Associate professor of Clinical Pediatrics Perelman School of Medicine at the University of Pennsylvania Narberth, Pennsylvania, United States
Background: Acute visits are a potential missed opportunity to deliver holistic preventive care. In our analysis, 80% of patients who had not been seen for timely preventive care had been seen at least once within the 12-month lookback period for an acute visit within their medical home. These visits were typically for low acuity conditions, such as constipation, eczema, or upper respiratory infections. Our team concluded that a successful intervention to improve preventive care could reside at the point of contact when a family reaches out for an acute concern. Objective: Can a nursing-directed nudge increase preventive care for children who are overdue? Design/Methods: Using planned sequential interventions and innovation ecosystem design, our team designed and implemented an alert that would inform nurses and office staff on sick triage calls if a child was overdue for preventive care. The alert was built with specific criteria such as patient age and appointment date logic that appears in the nursing telephone encounter template workflow. 4 network sites initially volunteered in summer 2023 to test the intervention. Nurses were given choices of appointment outcome options from which to choose if the alert fired. A 5th site was selected in September 2023. The 5th site cares for a more rural population with over 15% of the population preferring Spanish for spoken communication. Collectively, these sites care for over 20,000 children and represent a mix of urban/rural/suburban with varying insurance coverage. The pilot practices combined care for approximately 15% of our total primary care network population. Results: From 6/15/23- 10/16/23, the alert fired for 1490 encounters across the 5 pilot sites. 141 (9.4%) of eligible encounters were converted to well visits whereby the clinician could address both the acute concern and conduct a preventive visit on the same encounter. Well visit types were used by the RN to signal correct visit type and assign previsit screeners (i.e., developmental screening). Though there was initial fear of overload and stress on health care teams, only 47 of the eligible triage calls (3.15%) were not accommodated due to “office unable to accommodate.”

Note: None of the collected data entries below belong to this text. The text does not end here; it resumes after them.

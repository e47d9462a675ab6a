//! Request and response DTOs for the HTTP API. JSON field names are
//! camelCase on the wire.

use chrono::{DateTime, Utc};
use serde::{Deserialize, Serialize};
use uuid::Uuid;

use crate::db::IdentityMatch;
use crate::session::Session;

// --- Auth ---

#[derive(Debug, Clone, Default, Serialize, Deserialize)]
#[serde(rename_all = "camelCase")]
pub struct MessageRequestBody {
    #[serde(default)]
    pub address: Option<String>,
    #[serde(default)]
    pub chain_id: Option<u64>,
}

#[derive(Debug, Clone, Serialize, Deserialize)]
pub struct MessageResponse {
    pub message: String,
}

#[derive(Debug, Clone, Serialize, Deserialize)]
pub struct VerifyRequest {
    pub message: String,
    pub signature: String,
}

/// Public view of a session. The nonce stays inside the cookie.
#[derive(Debug, Clone, PartialEq, Eq, Serialize, Deserialize)]
#[serde(rename_all = "camelCase")]
pub struct SessionInfo {
    pub address: String,
    pub chain_id: u64,
    pub is_authenticated: bool,
}

impl From<&Session> for SessionInfo {
    fn from(session: &Session) -> Self {
        Self {
            address: session.address.clone(),
            chain_id: session.chain_id,
            is_authenticated: session.is_authenticated,
        }
    }
}

#[derive(Debug, Clone, Serialize, Deserialize)]
pub struct VerifyResponse {
    pub success: bool,
    #[serde(default, skip_serializing_if = "Option::is_none")]
    pub session: Option<SessionInfo>,
    #[serde(default, skip_serializing_if = "Option::is_none")]
    pub error: Option<String>,
}

#[derive(Debug, Clone, Serialize, Deserialize)]
pub struct SuccessResponse {
    pub success: bool,
}

// --- Similarity ---

#[derive(Debug, Clone, Serialize, Deserialize)]
pub struct SimilarityRequest {
    pub embedding: Vec<f64>,
    #[serde(default)]
    pub limit: Option<i64>,
    #[serde(default)]
    pub threshold: Option<f64>,
}

#[derive(Debug, Clone, Serialize, Deserialize)]
pub struct SimilarityResult {
    pub address: String,
    pub distance: f64,
}

impl From<IdentityMatch> for SimilarityResult {
    fn from(m: IdentityMatch) -> Self {
        Self {
            address: m.address,
            distance: m.distance,
        }
    }
}

#[derive(Debug, Clone, Serialize, Deserialize)]
pub struct SimilarityResponse {
    pub results: Vec<SimilarityResult>,
}

#[derive(Debug, Clone, Serialize, Deserialize)]
pub struct IdentityUpsertRequest {
    pub address: String,
    pub embedding: Vec<f64>,
}

#[derive(Debug, Clone, Serialize, Deserialize)]
#[serde(rename_all = "camelCase")]
pub struct TrustEventRequest {
    pub from_address: String,
    pub to_address: String,
    pub trust_score: f64,
    pub event_type: String,
    #[serde(default)]
    pub embedding: Option<Vec<f64>>,
}

#[derive(Debug, Clone, Serialize, Deserialize)]
#[serde(rename_all = "camelCase")]
pub struct TrustEventResponse {
    pub id: Uuid,
    pub created_at: DateTime<Utc>,
}

// --- Misc ---

#[derive(Debug, Clone, Serialize, Deserialize)]
#[serde(rename_all = "camelCase")]
pub struct HealthResponse {
    pub status: String,
    pub service: String,
    pub nonce_store: String,
    pub vector_backend: String,
}

/// Body of every non-2xx response.
#[derive(Debug, Clone, Serialize, Deserialize)]
pub struct ErrorResponse {
    pub success: bool,
    pub error: String,
}
//! Error types for walletgate.

/// Top-level error type for the service.
#[derive(Debug, thiserror::Error)]
pub enum Error {
    #[error("Configuration error: {0}")]
    Config(#[from] ConfigError),

    #[error("Database error: {0}")]
    Database(#[from] DatabaseError),

    #[error("Nonce store error: {0}")]
    NonceStore(#[from] NonceStoreError),

    #[error("Validation error: {0}")]
    Validation(#[from] ValidationError),

    #[error("Session error: {0}")]
    Session(#[from] SessionError),

    #[error("Metrics error: {0}")]
    Metrics(#[from] MetricsError),

    #[error("Server error: {0}")]
    Server(#[from] ServerError),
}

/// Configuration-related errors.
#[derive(Debug, thiserror::Error)]
pub enum ConfigError {
    #[error("Missing required configuration: {key}. {hint}")]
    MissingRequired { key: String, hint: String },

    #[error("Invalid configuration value for {key}: {message}")]
    InvalidValue { key: String, message: String },
}

/// Database-related errors.
#[derive(Debug, thiserror::Error)]
pub enum DatabaseError {
    #[error("Connection pool error: {0}")]
    Pool(String),

    #[error("Query failed: {0}")]
    Query(String),

    #[error("Schema setup failed: {0}")]
    Schema(String),

    #[cfg(feature = "postgres")]
    #[error("PostgreSQL error: {0}")]
    Postgres(#[from] tokio_postgres::Error),

    #[cfg(feature = "postgres")]
    #[error("Pool build error: {0}")]
    PoolBuild(#[from] deadpool_postgres::CreatePoolError),

    #[cfg(feature = "postgres")]
    #[error("Pool runtime error: {0}")]
    PoolRuntime(#[from] deadpool_postgres::PoolError),
}

/// Challenge (nonce) store errors. These are infrastructure failures, not
/// authentication outcomes.
#[derive(Debug, thiserror::Error)]
pub enum NonceStoreError {
    #[error("Nonce backend unavailable: {0}")]
    Unavailable(String),

    #[error("Nonce {0} was issued twice")]
    Collision(String),

    #[cfg(feature = "redis")]
    #[error("Redis error: {0}")]
    Redis(#[from] redis::RedisError),

    #[cfg(feature = "redis")]
    #[error("Redis pool error: {0}")]
    RedisPool(#[from] deadpool_redis::PoolError),
}

/// Input validation errors, rejected before any I/O happens.
#[derive(Debug, Clone, PartialEq, thiserror::Error)]
pub enum ValidationError {
    #[error("address is required")]
    MissingAddress,

    #[error("address must be a 0x-prefixed 40-hex Ethereum address")]
    InvalidAddress,

    #[error("chain id must be a positive integer")]
    InvalidChainId,

    #[error("Host header is required")]
    MissingHost,

    #[error("embedding must not be empty")]
    EmptyEmbedding,

    #[error("embedding must have {expected} dimensions, got {actual}")]
    DimensionMismatch { expected: usize, actual: usize },

    #[error("embedding value at index {index} is not a finite number")]
    NonFiniteValue { index: usize },

    #[error("embedding must have a non-zero magnitude")]
    ZeroMagnitude,

    #[error("limit must be an integer between 1 and {max}")]
    InvalidLimit { max: usize },

    #[error("threshold must be a positive finite number")]
    InvalidThreshold,

    #[error("trust score must be a finite number")]
    InvalidTrustScore,

    #[error("event type must not be empty")]
    MissingEventType,
}

/// Reasons a signed authentication message is rejected.
///
/// These never reach clients verbatim; the HTTP layer collapses them into a
/// single generic failure and only logs the specific reason.
#[derive(Debug, Clone, PartialEq, Eq, thiserror::Error)]
pub enum VerifyFailure {
    #[error("malformed message: {0}")]
    Malformed(String),

    #[error("message domain {actual} does not match expected domain {expected}")]
    DomainMismatch { expected: String, actual: String },

    #[error("message expired")]
    Expired,

    #[error("message is not valid yet")]
    NotYetValid,

    #[error("malformed signature: {0}")]
    MalformedSignature(String),

    #[error("recovered signer does not match claimed address")]
    SignatureMismatch,

    #[error("nonce is unknown")]
    UnknownNonce,

    #[error("nonce already used")]
    NonceReused,

    #[error("nonce expired")]
    NonceExpired,
}

impl VerifyFailure {
    /// Stable label for logs and metrics.
    pub fn reason(&self) -> &'static str {
        match self {
            Self::Malformed(_) => "malformed_message",
            Self::DomainMismatch { .. } => "domain_mismatch",
            Self::Expired => "expired",
            Self::NotYetValid => "not_yet_valid",
            Self::MalformedSignature(_) => "malformed_signature",
            Self::SignatureMismatch => "signature_mismatch",
            Self::UnknownNonce => "unknown_nonce",
            Self::NonceReused => "nonce_reused",
            Self::NonceExpired => "nonce_expired",
        }
    }
}

/// Session sealing errors.
#[derive(Debug, thiserror::Error)]
pub enum SessionError {
    #[error("Session payload could not be serialized: {0}")]
    Serialize(#[from] serde_json::Error),

    #[error("Session key derivation failed")]
    KeyDerivation,

    #[error("Session encryption failed")]
    Encrypt,

    #[error("Session cookie header is invalid: {0}")]
    Header(#[from] axum::http::header::InvalidHeaderValue),
}

/// Metrics registry errors.
#[derive(Debug, thiserror::Error)]
pub enum MetricsError {
    #[error("Prometheus error: {0}")]
    Prometheus(#[from] prometheus::Error),

    #[error("Metrics output is not valid UTF-8: {0}")]
    Encoding(#[from] std::string::FromUtf8Error),
}

/// HTTP server errors.
#[derive(Debug, thiserror::Error)]
pub enum ServerError {
    #[error("Failed to bind to {addr}: {reason}")]
    Bind { addr: String, reason: String },

    #[error("Server failed: {0}")]
    Serve(String),
}

/// Result type alias for the service.
pub type Result<T> = std::result::Result<T, Error>;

Conclusion(s): Taken in concert with other measures, nudging nurses to convert a potential sick visit to a well visit can be a successful, family-centered intervention to improve attainment of preventive care. To improve health equity, this intervention should be preferentially considered in less resourced, higher poverty communities, where access to primary care is historically suboptimal and families face more barriers to care.